> **ASSIGNED TASK**:
Tell how many lines below include the word "alice". Only the number should appear.

> **Collected data entries**:
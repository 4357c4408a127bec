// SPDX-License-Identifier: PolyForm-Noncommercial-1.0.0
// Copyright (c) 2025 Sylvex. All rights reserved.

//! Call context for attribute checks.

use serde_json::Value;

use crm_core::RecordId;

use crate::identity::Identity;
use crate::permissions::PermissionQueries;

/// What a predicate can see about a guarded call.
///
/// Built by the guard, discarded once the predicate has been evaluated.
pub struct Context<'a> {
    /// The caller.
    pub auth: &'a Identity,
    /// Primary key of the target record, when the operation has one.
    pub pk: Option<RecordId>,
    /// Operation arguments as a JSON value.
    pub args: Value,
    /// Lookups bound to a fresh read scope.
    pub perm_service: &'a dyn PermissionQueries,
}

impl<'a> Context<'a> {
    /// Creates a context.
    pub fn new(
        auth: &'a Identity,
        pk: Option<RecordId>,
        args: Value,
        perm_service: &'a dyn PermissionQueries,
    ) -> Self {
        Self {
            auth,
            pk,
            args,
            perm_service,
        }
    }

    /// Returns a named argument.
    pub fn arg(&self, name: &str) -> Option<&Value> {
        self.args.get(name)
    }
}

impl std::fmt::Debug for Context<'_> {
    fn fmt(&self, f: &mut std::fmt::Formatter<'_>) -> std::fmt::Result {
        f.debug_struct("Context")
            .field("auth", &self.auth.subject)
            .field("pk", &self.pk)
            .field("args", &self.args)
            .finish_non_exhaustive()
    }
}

...

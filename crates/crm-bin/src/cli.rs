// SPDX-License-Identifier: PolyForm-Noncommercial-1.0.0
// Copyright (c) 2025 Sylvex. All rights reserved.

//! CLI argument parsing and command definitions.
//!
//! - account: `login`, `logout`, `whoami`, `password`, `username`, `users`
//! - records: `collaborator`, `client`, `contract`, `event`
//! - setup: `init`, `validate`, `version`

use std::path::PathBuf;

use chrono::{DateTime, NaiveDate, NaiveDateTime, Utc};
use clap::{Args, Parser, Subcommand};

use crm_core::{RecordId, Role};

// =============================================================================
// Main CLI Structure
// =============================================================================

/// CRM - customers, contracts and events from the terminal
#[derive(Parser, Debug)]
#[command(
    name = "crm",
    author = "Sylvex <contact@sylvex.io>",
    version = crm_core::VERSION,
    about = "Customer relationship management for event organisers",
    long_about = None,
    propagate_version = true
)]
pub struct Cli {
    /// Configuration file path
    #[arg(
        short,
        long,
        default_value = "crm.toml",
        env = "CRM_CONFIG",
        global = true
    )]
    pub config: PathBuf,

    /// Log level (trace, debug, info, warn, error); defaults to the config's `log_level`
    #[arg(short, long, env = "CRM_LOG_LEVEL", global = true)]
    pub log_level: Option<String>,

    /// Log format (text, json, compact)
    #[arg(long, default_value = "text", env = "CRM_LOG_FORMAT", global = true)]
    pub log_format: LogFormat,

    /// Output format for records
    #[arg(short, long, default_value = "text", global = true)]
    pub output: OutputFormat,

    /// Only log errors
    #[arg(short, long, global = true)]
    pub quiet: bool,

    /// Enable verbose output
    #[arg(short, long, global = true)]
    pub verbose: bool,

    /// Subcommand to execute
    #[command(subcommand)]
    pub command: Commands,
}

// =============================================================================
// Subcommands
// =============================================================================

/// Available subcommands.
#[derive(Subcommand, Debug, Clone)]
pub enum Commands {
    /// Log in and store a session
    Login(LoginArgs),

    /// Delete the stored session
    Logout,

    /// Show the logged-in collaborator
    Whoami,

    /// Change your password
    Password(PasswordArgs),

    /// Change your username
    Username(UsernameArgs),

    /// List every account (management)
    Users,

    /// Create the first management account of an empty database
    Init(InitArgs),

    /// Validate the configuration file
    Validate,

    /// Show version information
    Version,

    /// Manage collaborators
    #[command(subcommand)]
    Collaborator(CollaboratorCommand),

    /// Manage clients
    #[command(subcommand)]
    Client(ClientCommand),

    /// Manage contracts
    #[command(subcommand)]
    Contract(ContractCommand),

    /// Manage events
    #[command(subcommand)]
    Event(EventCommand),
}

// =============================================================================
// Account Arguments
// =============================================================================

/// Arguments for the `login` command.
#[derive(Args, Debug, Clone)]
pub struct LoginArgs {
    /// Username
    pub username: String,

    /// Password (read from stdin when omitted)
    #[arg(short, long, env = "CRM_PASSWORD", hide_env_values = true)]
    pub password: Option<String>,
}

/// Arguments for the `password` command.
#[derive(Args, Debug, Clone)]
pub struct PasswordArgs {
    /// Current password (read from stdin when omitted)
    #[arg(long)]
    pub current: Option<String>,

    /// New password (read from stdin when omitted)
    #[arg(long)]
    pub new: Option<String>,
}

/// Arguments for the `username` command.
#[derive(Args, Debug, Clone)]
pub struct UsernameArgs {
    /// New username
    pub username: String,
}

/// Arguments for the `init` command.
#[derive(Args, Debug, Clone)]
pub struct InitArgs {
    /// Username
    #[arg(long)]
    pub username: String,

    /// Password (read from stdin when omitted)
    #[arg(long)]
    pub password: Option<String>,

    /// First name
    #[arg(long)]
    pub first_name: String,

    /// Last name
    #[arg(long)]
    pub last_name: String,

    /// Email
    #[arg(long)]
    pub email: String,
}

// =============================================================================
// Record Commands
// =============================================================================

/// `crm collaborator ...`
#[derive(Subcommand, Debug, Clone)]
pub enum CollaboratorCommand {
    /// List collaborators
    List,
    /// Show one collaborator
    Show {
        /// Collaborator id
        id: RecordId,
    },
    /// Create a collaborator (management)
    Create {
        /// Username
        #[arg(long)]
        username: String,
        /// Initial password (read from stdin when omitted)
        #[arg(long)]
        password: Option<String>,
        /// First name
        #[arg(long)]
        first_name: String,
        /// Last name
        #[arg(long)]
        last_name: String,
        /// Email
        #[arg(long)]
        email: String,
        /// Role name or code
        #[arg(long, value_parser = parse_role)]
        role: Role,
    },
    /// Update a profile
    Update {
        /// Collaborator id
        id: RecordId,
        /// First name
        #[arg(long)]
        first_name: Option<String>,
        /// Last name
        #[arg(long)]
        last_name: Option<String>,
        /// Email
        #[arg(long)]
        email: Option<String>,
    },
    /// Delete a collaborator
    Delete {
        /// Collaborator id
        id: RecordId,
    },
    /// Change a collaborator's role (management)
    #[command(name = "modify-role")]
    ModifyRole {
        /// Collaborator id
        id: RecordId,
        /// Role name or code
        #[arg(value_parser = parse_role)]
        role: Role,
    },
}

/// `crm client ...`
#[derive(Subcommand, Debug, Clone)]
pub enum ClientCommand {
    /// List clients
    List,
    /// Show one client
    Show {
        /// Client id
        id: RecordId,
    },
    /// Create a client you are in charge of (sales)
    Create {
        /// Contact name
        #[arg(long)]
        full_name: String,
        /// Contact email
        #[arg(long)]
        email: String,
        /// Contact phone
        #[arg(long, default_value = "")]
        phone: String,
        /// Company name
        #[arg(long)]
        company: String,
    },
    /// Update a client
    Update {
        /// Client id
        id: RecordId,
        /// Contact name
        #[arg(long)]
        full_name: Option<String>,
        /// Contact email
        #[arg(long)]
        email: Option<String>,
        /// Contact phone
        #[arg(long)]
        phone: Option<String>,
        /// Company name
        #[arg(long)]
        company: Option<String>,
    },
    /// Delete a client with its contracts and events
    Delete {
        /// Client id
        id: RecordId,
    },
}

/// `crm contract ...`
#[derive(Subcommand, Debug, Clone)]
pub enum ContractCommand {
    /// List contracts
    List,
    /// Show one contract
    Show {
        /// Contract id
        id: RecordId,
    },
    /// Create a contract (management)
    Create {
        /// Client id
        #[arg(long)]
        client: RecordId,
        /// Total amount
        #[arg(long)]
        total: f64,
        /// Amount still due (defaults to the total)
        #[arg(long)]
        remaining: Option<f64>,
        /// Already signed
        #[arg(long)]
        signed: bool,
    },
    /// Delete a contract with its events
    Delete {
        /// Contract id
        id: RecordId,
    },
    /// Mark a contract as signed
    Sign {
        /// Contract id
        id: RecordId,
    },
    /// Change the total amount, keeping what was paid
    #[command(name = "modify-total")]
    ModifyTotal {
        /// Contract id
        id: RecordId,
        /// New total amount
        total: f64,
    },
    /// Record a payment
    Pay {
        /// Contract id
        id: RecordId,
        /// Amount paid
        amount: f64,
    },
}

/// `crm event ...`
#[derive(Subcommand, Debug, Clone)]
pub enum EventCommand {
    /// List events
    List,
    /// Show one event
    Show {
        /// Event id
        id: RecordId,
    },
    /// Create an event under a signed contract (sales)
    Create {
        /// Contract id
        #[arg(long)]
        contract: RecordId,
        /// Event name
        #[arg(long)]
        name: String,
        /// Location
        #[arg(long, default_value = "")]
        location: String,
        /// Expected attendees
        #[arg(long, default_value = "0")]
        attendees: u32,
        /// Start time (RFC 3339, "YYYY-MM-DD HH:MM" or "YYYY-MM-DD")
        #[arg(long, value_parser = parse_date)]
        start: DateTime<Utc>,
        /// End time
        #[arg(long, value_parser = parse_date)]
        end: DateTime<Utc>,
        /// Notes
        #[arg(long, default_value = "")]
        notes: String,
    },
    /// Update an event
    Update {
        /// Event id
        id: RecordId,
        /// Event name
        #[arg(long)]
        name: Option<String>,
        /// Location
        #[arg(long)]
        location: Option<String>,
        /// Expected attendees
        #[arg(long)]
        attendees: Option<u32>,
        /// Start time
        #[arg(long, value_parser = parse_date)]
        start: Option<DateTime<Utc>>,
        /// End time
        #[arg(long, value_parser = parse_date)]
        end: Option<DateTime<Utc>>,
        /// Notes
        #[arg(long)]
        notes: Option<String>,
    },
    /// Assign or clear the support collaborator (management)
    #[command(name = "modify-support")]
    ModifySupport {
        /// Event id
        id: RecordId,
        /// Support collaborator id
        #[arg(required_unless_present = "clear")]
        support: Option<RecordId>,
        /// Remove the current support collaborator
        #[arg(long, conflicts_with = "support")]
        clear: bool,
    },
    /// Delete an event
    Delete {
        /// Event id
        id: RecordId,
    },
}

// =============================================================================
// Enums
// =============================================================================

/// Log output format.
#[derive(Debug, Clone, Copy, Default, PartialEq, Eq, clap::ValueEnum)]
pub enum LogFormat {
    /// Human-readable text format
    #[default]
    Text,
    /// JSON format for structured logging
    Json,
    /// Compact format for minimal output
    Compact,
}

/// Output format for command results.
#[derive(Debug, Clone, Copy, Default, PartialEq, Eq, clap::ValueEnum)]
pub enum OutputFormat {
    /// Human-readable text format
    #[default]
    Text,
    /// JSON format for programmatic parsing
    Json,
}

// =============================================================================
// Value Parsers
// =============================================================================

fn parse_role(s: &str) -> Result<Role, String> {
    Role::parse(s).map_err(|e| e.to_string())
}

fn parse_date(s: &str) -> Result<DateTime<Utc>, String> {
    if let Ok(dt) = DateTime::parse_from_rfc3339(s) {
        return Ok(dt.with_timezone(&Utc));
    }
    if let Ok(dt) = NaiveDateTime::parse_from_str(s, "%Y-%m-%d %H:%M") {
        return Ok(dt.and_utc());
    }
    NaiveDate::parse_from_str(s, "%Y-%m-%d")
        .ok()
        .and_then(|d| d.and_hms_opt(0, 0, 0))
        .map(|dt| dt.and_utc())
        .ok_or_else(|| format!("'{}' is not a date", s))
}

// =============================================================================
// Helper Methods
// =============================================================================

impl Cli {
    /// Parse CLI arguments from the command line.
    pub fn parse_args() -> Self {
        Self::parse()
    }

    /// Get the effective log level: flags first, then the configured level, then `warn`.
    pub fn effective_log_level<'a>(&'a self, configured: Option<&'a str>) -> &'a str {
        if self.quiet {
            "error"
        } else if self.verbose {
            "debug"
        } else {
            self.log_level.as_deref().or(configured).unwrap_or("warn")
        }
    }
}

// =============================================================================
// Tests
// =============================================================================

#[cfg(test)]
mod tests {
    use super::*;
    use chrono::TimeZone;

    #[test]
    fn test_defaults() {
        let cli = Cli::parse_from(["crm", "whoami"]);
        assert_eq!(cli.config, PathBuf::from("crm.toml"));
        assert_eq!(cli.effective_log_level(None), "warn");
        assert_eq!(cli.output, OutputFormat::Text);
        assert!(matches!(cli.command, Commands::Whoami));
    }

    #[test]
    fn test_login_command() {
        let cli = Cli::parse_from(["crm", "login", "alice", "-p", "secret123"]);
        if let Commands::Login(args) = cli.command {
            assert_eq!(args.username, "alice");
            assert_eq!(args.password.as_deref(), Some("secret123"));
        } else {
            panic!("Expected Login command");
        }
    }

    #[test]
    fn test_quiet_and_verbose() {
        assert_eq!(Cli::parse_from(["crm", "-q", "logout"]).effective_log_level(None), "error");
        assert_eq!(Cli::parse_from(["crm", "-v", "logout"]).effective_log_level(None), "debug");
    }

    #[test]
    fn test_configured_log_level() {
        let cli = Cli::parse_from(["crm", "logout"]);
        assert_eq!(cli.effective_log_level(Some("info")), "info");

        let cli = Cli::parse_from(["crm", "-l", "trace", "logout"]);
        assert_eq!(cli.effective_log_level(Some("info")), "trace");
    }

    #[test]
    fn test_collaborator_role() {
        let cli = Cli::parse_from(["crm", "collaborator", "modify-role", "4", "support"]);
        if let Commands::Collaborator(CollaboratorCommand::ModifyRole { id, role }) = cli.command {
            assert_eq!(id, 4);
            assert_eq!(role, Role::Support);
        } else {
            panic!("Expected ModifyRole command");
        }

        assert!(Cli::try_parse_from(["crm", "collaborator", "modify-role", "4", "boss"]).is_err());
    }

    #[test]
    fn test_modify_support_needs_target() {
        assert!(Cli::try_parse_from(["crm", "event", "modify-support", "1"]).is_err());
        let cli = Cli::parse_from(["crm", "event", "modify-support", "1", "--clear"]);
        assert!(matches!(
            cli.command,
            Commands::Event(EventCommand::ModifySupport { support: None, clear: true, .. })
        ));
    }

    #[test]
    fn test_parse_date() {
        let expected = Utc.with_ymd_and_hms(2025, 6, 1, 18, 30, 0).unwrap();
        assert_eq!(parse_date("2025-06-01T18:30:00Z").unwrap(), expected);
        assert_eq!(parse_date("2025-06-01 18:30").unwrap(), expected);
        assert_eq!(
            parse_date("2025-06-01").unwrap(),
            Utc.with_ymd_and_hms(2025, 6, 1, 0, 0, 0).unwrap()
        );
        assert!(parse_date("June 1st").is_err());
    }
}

> **WORKED SOLUTION**:
2